____ Extracted information

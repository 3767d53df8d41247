//! Wire types for the inbound WebSocket media stream and the outbound
//! control frame.
//!
//! Inbound frames are JSON objects discriminated by a `kind` field.
//! Payload containers accept both the camelCase and PascalCase spellings
//! (`audioData`/`AudioData`, `dtmfData`/`DtmfData`) via `serde(alias)` —
//! §9's decision on the dual-spelling open question.

use serde::{Deserialize, Serialize};

/// An inbound WebSocket media-stream frame.
#[derive(Debug, Clone, Deserialize)]
#[serde(tag = "kind")]
pub enum InboundFrame {
    AudioMetadata {
        #[serde(rename = "audioMetadata")]
        audio_metadata: AudioMetadataPayload,
    },
    AudioData {
        #[serde(alias = "AudioData", rename(deserialize = "audioData"))]
        audio_data: AudioDataPayload,
    },
    DtmfData {
        #[serde(alias = "DtmfData", rename(deserialize = "dtmfData"))]
        dtmf_data: DtmfDataPayload,
    },
}

#[derive(Debug, Clone, Deserialize)]
#[serde(rename_all = "camelCase")]
pub struct AudioMetadataPayload {
    pub subscription_id: String,
    pub encoding: String,
    pub sample_rate: u32,
    pub channels: u8,
}

#[derive(Debug, Clone, Deserialize)]
pub struct AudioDataPayload {
    pub data: String,
    #[serde(default = "default_silent")]
    pub silent: bool,
}

fn default_silent() -> bool {
    true
}

#[derive(Debug, Clone, Deserialize)]
pub struct DtmfDataPayload {
    pub data: String,
}

/// The outbound control frame sent exactly once per barge-in event.
#[derive(Debug, Clone, Serialize)]
pub struct StopAudioFrame {
    #[serde(rename = "Kind")]
    pub kind: &'static str,
    #[serde(rename = "AudioData")]
    pub audio_data: Option<()>,
    #[serde(rename = "StopAudio")]
    pub stop_audio: StopAudioBody,
}

#[derive(Debug, Clone, Serialize)]
pub struct StopAudioBody {}

impl Default for StopAudioFrame {
    fn default() -> Self {
        Self {
            kind: "StopAudio",
            audio_data: None,
            stop_audio: StopAudioBody {},
        }
    }
}

impl StopAudioFrame {
    /// Serialize to the exact JSON shape fixed by the wire protocol:
    /// `{"Kind":"StopAudio","AudioData":null,"StopAudio":{}}`.
    #[must_use]
    pub fn to_json(&self) -> String {
        serde_json::to_string(self).expect("StopAudioFrame always serializes")
    }
}

#[cfg(test)]
mod tests {
    use super::*;

    #[test]
    fn parses_lowercase_audio_data() {
        let raw = r#"{"kind":"AudioData","audioData":{"data":"abc","silent":false}}"#;
        let frame: InboundFrame = serde_json::from_str(raw).unwrap();
        match frame {
            InboundFrame::AudioData { audio_data } => {
                assert_eq!(audio_data.data, "abc");
                assert!(!audio_data.silent);
            }
            _ => panic!("expected AudioData"),
        }
    }

    #[test]
    fn parses_capitalized_audio_data_alias() {
        let raw = r#"{"kind":"AudioData","AudioData":{"data":"xyz","silent":true}}"#;
        let frame: InboundFrame = serde_json::from_str(raw).unwrap();
        match frame {
            InboundFrame::AudioData { audio_data } => {
                assert_eq!(audio_data.data, "xyz");
                assert!(audio_data.silent);
            }
            _ => panic!("expected AudioData"),
        }
    }

    #[test]
    fn silent_defaults_to_true_when_absent() {
        let raw = r#"{"kind":"AudioData","audioData":{"data":"abc"}}"#;
        let frame: InboundFrame = serde_json::from_str(raw).unwrap();
        match frame {
            InboundFrame::AudioData { audio_data } => assert!(audio_data.silent),
            _ => panic!("expected AudioData"),
        }
    }

    #[test]
    fn parses_audio_metadata() {
        let raw = r#"{"kind":"AudioMetadata","audioMetadata":{"subscriptionId":"s","encoding":"PCM","sampleRate":16000,"channels":1}}"#;
        let frame: InboundFrame = serde_json::from_str(raw).unwrap();
        match frame {
            InboundFrame::AudioMetadata { audio_metadata } => {
                assert_eq!(audio_metadata.subscription_id, "s");
                assert_eq!(audio_metadata.sample_rate, 16000);
            }
            _ => panic!("expected AudioMetadata"),
        }
    }

    #[test]
    fn malformed_json_fails_to_parse() {
        let raw = "not json";
        let result: Result<InboundFrame, _> = serde_json::from_str(raw);
        assert!(result.is_err());
    }

    #[test]
    fn stop_audio_frame_serializes_to_fixed_shape() {
        let frame = StopAudioFrame::default();
        assert_eq!(
            frame.to_json(),
            r#"{"Kind":"StopAudio","AudioData":null,"StopAudio":{}}"#
        );
    }
}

________

• [What is required]:
Across the data above, how many lines include the word "impl"? Give only the number.

• [Result of the task]:
2